Map - Panihati (Pānihāti)

Panihati (Pānihāti)
Panihati is a city and a municipality of North 24 Parganas district in the Indian state of West Bengal. It is close to Kolkata and also a part of the area covered by Kolkata Metropolitan Development Authority (KMDA).

There is a legendary belief that Maharaja Chandraketu of Deganga established a garh (fort) at Panihati in the 13th century. There is an association of goddess Bhawani with the fort. In the early days when river transport was the primary means of communication, Panihati was a major trading and business centre, then known as Pannyahati (Emporium for Merchandise). Scholars feel that the name has come from the word Pannyahatic. Panihati is mentioned in several Vaishnava Padavali literary texts – Chaitanya Mangal Kavya by Jayananda and Lochandas in the 16th century, Sri Chaitanya Bhagawat by Brindaban Das in 1548, Bansi Bistar by Nityannda, Vaishnava Namdeva by Debaki Nandan, Sri Chaitanya Charitamritam by Krishnadas Kabiraj in 1580–1610, Bhakti Ratnakar and Chaitanya Chandroday. Panihati Municipality was established in 1900. This place is said to be visited by Sri Chaitanya Mahaprabhu on his way to Puri & later by his close associate Nityananda too, due to which Gaudiya Vaishnavas consider this place holy.

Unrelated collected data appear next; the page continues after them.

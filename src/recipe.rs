//! Recipe data produced by the pipeline.
//!
//! Field names on the wire match the JSON the model is asked for
//! (`recipeName`, `cookingTime`, ...), which is also the format saved
//! recipes are stored in.

use serde::{Deserialize, Serialize};

#[derive(Debug, Clone, Copy, PartialEq, Eq, Serialize, Deserialize)]
pub enum Difficulty {
    Easy,
    Medium,
    Hard,
}

impl std::fmt::Display for Difficulty {
    fn fmt(&self, f: &mut std::fmt::Formatter<'_>) -> std::fmt::Result {
        match self {
            Self::Easy => write!(f, "Easy"),
            Self::Medium => write!(f, "Medium"),
            Self::Hard => write!(f, "Hard"),
        }
    }
}

#[derive(Debug, Clone, PartialEq, Eq, Serialize, Deserialize)]
pub struct Recipe {
    #[serde(rename = "recipeName")]
    pub name: String,
    pub description: String,
    #[serde(rename = "cookingTime")]
    pub cooking_time: String,
    pub difficulty: Difficulty,
    #[serde(rename = "usedIngredients", default)]
    pub ingredients_used: Vec<String>,
    #[serde(rename = "neededIngredients", default)]
    pub ingredients_needed: Vec<String>,
    pub instructions: Vec<String>,
}

impl Recipe {
    /// Render the recipe detail view as Markdown.
    pub fn to_markdown(&self) -> String {
        let mut lines = vec![
            format!("# {}", self.name),
            String::new(),
            self.description.clone(),
            String::new(),
            format!("- **Cooking time**: {}", self.cooking_time),
            format!("- **Difficulty**: {}", self.difficulty),
            String::new(),
            "## Ingredients You Have".to_string(),
        ];
        lines.extend(self.ingredients_used.iter().map(|i| format!("- {i}")));

        lines.push(String::new());
        lines.push("## Shopping List".to_string());
        if self.ingredients_needed.is_empty() {
            lines.push("- Nothing! You're all set.".to_string());
        } else {
            lines.extend(self.ingredients_needed.iter().map(|i| format!("- {i}")));
        }

        lines.push(String::new());
        lines.push("## Instructions".to_string());
        lines.extend(
            self.instructions
                .iter()
                .enumerate()
                .map(|(n, step)| format!("{}. {step}", n + 1)),
        );

        lines.join("\n")
    }
}

/// Find a recipe by exact name, falling back to a case-insensitive match.
pub fn find_by_name<'a>(recipes: &'a [Recipe], name: &str) -> Option<&'a Recipe> {
    recipes
        .iter()
        .find(|r| r.name == name)
        .or_else(|| recipes.iter().find(|r| r.name.eq_ignore_ascii_case(name)))
}

#[cfg(test)]
pub(crate) fn sample_recipe(name: &str, instructions: &[&str]) -> Recipe {
    Recipe {
        name: name.to_string(),
        description: "A quick test dish.".to_string(),
        cooking_time: "20 minutes".to_string(),
        difficulty: Difficulty::Easy,
        ingredients_used: vec!["eggs".to_string()],
        ingredients_needed: vec![],
        instructions: instructions.iter().map(|s| s.to_string()).collect(),
    }
}

#[cfg(test)]
mod tests {
    use super::*;

    #[test]
    fn test_deserialize_model_output() {
        let json = r#"{
            "recipeName": "Veggie Omelette",
            "description": "Fluffy eggs with peppers.",
            "cookingTime": "15 minutes",
            "difficulty": "Easy",
            "neededIngredients": ["chives"],
            "usedIngredients": ["eggs", "peppers"],
            "instructions": ["Whisk the eggs.", "Cook for 3 minutes."]
        }"#;

        let recipe: Recipe = serde_json::from_str(json).unwrap();
        assert_eq!(recipe.name, "Veggie Omelette");
        assert_eq!(recipe.difficulty, Difficulty::Easy);
        assert_eq!(recipe.ingredients_needed, vec!["chives"]);
        assert_eq!(recipe.instructions.len(), 2);
    }

    #[test]
    fn test_unknown_difficulty_rejected() {
        let json = r#"{"recipeName":"X","description":"","cookingTime":"","difficulty":"Extreme","instructions":[]}"#;
        assert!(serde_json::from_str::<Recipe>(json).is_err());
    }

    #[test]
    fn test_markdown_empty_shopping_list() {
        let recipe = sample_recipe("Toast", &["Toast the bread."]);
        let md = recipe.to_markdown();
        assert!(md.starts_with("# Toast"));
        assert!(md.contains("Nothing! You're all set."));
        assert!(md.contains("1. Toast the bread."));
    }

    #[test]
    fn test_find_by_name_case_insensitive() {
        let recipes = vec![sample_recipe("Fried Rice", &["Fry."])];
        assert!(find_by_name(&recipes, "fried rice").is_some());
        assert!(find_by_name(&recipes, "Pancakes").is_none());
    }
}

Gandhi Memorial Asram or Sodepur Khadi Pratisthan was established by Satish Chandra Dasgupta in 1921 at Panihati. Mahatma Gandhi himself visited and stayed there several times in 1939, 1945, 1946 and 1947.

With the partition of Bengal in 1947, "millions of refugees poured in from East Pakistan." In the initial stages bulk of the refugees were non-agriculturists. A few of them made their own arrangements, but "it was squatters who made the East Bengali refugees famous or infamous." Squatting (jabardakhal in Bengali) ranged from the forcible occupation of barracks to the collective take-over of private, government and waste land. "This happened as early as 1948 with middle class refugees in the Jadavpur area: first on government land and then on private property, leading to violent clashes. Having won the battle, the elated squatters named their colony ‘Bijaygarh’, the Fort of Victory." By 1949, there were 40 such colonies in Jadavpur, Kasba, Santoshpur, Garia and Behala, in the south-eastern part of the city, and 65 in the Dum Dum and Panihati zone in the north. Subsequently squatters colonies also came up along the west bank of the Hooghly and by 1950, there were 150 such colonies. It has to be borne in mind that the squatters were in a way “self-settlers” in the absence of adequate official arrangements for rehabilitation. Within a very short time the refugees (quite often with government/ administrative support) not only found a place to stay but developed a society with markets, schools, temples and sometimes even colleges, hospitals and recreational centres. Efforts have been made in more recent years to regularise land/property rights in the refugee colonies.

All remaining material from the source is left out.